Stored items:
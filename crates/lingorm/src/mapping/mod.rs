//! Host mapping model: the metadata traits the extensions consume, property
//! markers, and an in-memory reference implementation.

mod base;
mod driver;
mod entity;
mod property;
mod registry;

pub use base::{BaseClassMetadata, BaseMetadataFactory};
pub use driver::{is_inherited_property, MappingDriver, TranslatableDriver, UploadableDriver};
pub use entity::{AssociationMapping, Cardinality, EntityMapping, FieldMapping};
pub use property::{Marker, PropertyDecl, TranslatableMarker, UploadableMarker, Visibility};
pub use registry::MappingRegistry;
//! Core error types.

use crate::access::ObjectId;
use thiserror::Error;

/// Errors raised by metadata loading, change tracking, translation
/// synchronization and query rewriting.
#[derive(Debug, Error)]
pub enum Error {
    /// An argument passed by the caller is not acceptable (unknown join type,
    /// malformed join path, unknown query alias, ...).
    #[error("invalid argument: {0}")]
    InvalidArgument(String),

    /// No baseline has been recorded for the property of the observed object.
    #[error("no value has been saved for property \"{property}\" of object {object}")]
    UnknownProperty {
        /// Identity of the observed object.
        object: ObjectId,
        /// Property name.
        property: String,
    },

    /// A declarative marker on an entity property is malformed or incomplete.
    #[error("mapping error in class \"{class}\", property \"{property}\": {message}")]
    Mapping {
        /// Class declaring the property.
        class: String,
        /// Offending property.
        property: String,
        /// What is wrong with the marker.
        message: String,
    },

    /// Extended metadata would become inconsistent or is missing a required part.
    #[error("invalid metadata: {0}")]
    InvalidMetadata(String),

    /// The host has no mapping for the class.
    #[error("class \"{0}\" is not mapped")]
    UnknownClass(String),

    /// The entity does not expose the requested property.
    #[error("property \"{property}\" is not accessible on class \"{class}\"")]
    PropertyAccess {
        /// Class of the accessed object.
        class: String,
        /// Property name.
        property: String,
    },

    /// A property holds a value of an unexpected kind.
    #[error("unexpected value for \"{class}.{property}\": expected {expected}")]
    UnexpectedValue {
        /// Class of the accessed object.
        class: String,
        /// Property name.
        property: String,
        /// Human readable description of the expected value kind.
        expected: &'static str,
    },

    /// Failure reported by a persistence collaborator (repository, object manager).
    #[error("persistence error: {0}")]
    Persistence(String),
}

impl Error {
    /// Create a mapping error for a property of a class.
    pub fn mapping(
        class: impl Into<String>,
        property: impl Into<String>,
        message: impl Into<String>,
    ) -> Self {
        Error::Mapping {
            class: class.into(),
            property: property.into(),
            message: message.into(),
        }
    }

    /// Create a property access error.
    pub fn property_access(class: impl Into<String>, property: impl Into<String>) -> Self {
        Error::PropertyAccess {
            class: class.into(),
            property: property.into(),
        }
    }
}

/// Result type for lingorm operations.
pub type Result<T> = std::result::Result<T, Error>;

...

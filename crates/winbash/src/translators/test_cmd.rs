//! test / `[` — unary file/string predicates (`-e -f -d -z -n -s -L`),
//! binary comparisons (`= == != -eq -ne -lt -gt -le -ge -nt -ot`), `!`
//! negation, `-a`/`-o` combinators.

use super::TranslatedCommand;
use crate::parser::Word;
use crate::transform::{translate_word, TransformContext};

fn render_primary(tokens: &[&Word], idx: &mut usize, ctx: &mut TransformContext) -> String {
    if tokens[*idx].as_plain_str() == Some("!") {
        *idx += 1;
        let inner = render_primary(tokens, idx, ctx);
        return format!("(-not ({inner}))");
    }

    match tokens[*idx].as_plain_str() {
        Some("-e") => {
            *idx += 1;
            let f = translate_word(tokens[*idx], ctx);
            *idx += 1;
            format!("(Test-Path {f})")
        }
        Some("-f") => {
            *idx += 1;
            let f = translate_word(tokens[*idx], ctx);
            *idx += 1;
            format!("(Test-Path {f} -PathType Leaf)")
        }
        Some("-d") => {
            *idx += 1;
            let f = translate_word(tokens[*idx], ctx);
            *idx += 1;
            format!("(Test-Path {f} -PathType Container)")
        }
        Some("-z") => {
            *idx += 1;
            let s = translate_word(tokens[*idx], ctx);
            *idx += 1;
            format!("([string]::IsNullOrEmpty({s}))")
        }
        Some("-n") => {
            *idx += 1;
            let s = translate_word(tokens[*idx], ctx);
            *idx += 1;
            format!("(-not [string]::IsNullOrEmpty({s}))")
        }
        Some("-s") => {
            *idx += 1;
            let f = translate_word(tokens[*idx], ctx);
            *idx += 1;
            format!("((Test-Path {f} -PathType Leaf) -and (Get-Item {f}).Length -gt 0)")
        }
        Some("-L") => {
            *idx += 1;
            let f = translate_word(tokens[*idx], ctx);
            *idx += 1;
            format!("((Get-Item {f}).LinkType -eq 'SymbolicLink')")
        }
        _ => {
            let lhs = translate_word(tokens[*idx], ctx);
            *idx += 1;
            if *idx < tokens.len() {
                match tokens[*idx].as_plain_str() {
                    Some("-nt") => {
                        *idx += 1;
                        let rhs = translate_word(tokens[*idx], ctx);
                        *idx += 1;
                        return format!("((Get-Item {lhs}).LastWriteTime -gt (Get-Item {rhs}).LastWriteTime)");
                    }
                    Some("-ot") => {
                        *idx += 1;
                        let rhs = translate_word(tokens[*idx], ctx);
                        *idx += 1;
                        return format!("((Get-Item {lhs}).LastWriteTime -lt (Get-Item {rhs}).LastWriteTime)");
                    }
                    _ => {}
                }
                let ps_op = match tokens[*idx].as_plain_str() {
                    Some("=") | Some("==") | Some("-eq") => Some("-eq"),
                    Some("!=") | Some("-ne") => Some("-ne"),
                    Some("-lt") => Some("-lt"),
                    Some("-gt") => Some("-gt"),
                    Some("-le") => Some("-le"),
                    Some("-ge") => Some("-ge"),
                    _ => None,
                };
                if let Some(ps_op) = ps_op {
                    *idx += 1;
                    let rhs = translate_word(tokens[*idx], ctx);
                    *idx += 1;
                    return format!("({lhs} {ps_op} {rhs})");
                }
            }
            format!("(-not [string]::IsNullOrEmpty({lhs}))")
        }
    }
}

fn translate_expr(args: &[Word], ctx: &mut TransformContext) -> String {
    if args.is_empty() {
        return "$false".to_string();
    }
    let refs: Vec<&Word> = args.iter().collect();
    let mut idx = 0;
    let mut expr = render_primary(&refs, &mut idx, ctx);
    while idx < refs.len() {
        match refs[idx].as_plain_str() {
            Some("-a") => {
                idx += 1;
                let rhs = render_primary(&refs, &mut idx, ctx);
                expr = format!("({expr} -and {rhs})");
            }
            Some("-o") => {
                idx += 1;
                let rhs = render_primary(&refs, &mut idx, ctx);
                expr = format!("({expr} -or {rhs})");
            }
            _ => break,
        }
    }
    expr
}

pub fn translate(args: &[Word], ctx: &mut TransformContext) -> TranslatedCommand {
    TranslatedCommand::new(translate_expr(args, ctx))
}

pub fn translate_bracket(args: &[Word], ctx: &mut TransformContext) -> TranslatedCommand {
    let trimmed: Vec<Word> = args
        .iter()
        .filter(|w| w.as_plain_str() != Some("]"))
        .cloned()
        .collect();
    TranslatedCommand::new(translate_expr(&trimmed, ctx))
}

:: Exercise ::
For every line of the data above that contains "TranslatedCommand", copy that line.

:: Result of the task ::
use super::TranslatedCommand;
pub fn translate(args: &[Word], ctx: &mut TransformContext) -> TranslatedCommand {
    TranslatedCommand::new(translate_expr(args, ctx))
pub fn translate_bracket(args: &[Word], ctx: &mut TransformContext) -> TranslatedCommand {
    TranslatedCommand::new(translate_expr(&trimmed, ctx))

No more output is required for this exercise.